**Task statement**
Which lines in the records below contain the word "error"? Return each of them.

[Opening Task material section]

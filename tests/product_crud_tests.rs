//! HTTP-level tests for the single-product routes

mod catalog_harness;

use axum::http::StatusCode;
use catalog::prelude::*;
use catalog_harness::*;
use serde_json::{Value, json};
use std::sync::Arc;

async fn create(server: &axum_test::TestServer, body: Value) -> Value {
    let resp = server.post("/api/products").json(&body).await;
    resp.assert_status(StatusCode::CREATED);
    resp.json::<Value>()["payload"].clone()
}

#[tokio::test]
async fn test_create_returns_product() {
    let server = seeded_server();

    let resp = server
        .post("/api/products")
        .json(&json!({"title": "Chisel", "category": "tools", "price": 7.5}))
        .await;
    resp.assert_status(StatusCode::CREATED);

    let body: Value = resp.json();
    assert_eq!(body["status"], "success");
    assert_eq!(body["payload"]["title"], "Chisel");
    assert_eq!(body["payload"]["price"], 7.5);
    assert!(Uuid::parse_str(body["payload"]["id"].as_str().unwrap()).is_ok());
    assert_eq!(body["payload"]["created_at"], body["payload"]["updated_at"]);
}

#[tokio::test]
async fn test_create_ignores_reserved_fields() {
    let server = seeded_server();
    let forged = Uuid::new_v4().to_string();

    let created = create(
        &server,
        json!({"id": forged, "created_at": "1970-01-01T00:00:00Z", "title": "Level"}),
    )
    .await;

    assert_ne!(created["id"], forged.as_str());
    assert_ne!(created["created_at"], "1970-01-01T00:00:00Z");
    assert_eq!(created["title"], "Level");
}

#[tokio::test]
async fn test_created_product_is_listed_last() {
    let server = seeded_server();
    create(&server, json!({"title": "Chisel", "price": 7.5})).await;

    let body: Value = server.get("/api/products").await.json();
    assert_eq!(
        titles(&body),
        vec!["Hammer", "Rake", "Saw", "Hose", "Wrench", "Chisel"]
    );
}

#[tokio::test]
async fn test_get_by_id() {
    let server = seeded_server();
    let created = create(&server, json!({"title": "Chisel"})).await;
    let id = created["id"].as_str().unwrap();

    let resp = server.get(&format!("/api/products/{}", id)).await;
    resp.assert_status(StatusCode::OK);

    let body: Value = resp.json();
    assert_eq!(body["status"], "success");
    assert_eq!(body["payload"], created);
}

#[tokio::test]
async fn test_get_unknown_id_is_not_found() {
    let server = seeded_server();
    let id = Uuid::new_v4();

    let resp = server.get(&format!("/api/products/{}", id)).await;
    resp.assert_status(StatusCode::NOT_FOUND);

    let body: Value = resp.json();
    assert_eq!(body["status"], "error");
    assert_eq!(body["error"], format!("Product '{}' not found", id));
}

#[tokio::test]
async fn test_get_invalid_id_is_bad_request() {
    let server = seeded_server();

    let resp = server.get("/api/products/not-a-uuid").await;
    resp.assert_status(StatusCode::BAD_REQUEST);

    let body: Value = resp.json();
    assert_eq!(body["error"], "Invalid product id: 'not-a-uuid'");
}

#[tokio::test]
async fn test_update_merges_attributes() {
    let store = Arc::new(seeded_store());
    let server = shared_server(store.clone());
    let created = create(&server, json!({"title": "Chisel", "price": 7.5, "stock": 3})).await;
    let id = created["id"].as_str().unwrap();

    let resp = server
        .put(&format!("/api/products/{}", id))
        .json(&json!({"price": 8, "stock": 2, "id": "ignored"}))
        .await;
    resp.assert_status(StatusCode::OK);

    let payload = resp.json::<Value>()["payload"].clone();
    assert_eq!(payload["id"], id);
    assert_eq!(payload["title"], "Chisel");
    assert_eq!(payload["price"], 8);
    assert_eq!(payload["stock"], 2);
    assert_eq!(payload["created_at"], created["created_at"]);
    assert_eq!(store.len(), 6);
}

#[tokio::test]
async fn test_update_unknown_id_is_not_found() {
    let server = seeded_server();

    let resp = server
        .put(&format!("/api/products/{}", Uuid::new_v4()))
        .json(&json!({"price": 1}))
        .await;
    resp.assert_status(StatusCode::NOT_FOUND);
}

#[tokio::test]
async fn test_delete_then_get() {
    let server = seeded_server();
    let created = create(&server, json!({"title": "Chisel"})).await;
    let url = format!("/api/products/{}", created["id"].as_str().unwrap());

    server.delete(&url).await.assert_status(StatusCode::NO_CONTENT);
    server.get(&url).await.assert_status(StatusCode::NOT_FOUND);
    server.delete(&url).await.assert_status(StatusCode::NOT_FOUND);
}

#[tokio::test]
async fn test_non_object_body_is_bad_request() {
    let server = seeded_server();

    let resp = server.post("/api/products").json(&json!(["Chisel"])).await;
    resp.assert_status(StatusCode::BAD_REQUEST);

    let body: Value = resp.json();
    assert_eq!(body["status"], "error");
    assert_eq!(body["error"], "Invalid request body: expected a JSON object");
}

#[tokio::test]
async fn test_unparseable_body_is_bad_request() {
    let server = seeded_server();

    let resp = server
        .post("/api/products")
        .text("{\"title\": ")
        .content_type("application/json")
        .await;
    resp.assert_status(StatusCode::BAD_REQUEST);

    let body: Value = resp.json();
    assert!(
        body["error"]
            .as_str()
            .unwrap()
            .starts_with("Invalid request body")
    );
}

#[tokio::test]
async fn test_health_reports_backend() {
    let server = seeded_server();

    for path in ["/health", "/healthz"] {
        let resp = server.get(path).await;
        resp.assert_status(StatusCode::OK);

        let body: Value = resp.json();
        assert_eq!(body["status"], "ok");
        assert_eq!(body["service"], "product-catalog");
        assert_eq!(body["store"], "in-memory");
    }
}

[Closing Task material section]

**Problem solution**
    assert_eq!(body["status"], "error");
    assert_eq!(body["error"], format!("Product '{}' not found", id));
    assert_eq!(body["error"], "Invalid product id: 'not-a-uuid'");
    assert_eq!(body["status"], "error");
    assert_eq!(body["error"], "Invalid request body: expected a JSON object");
        body["error"]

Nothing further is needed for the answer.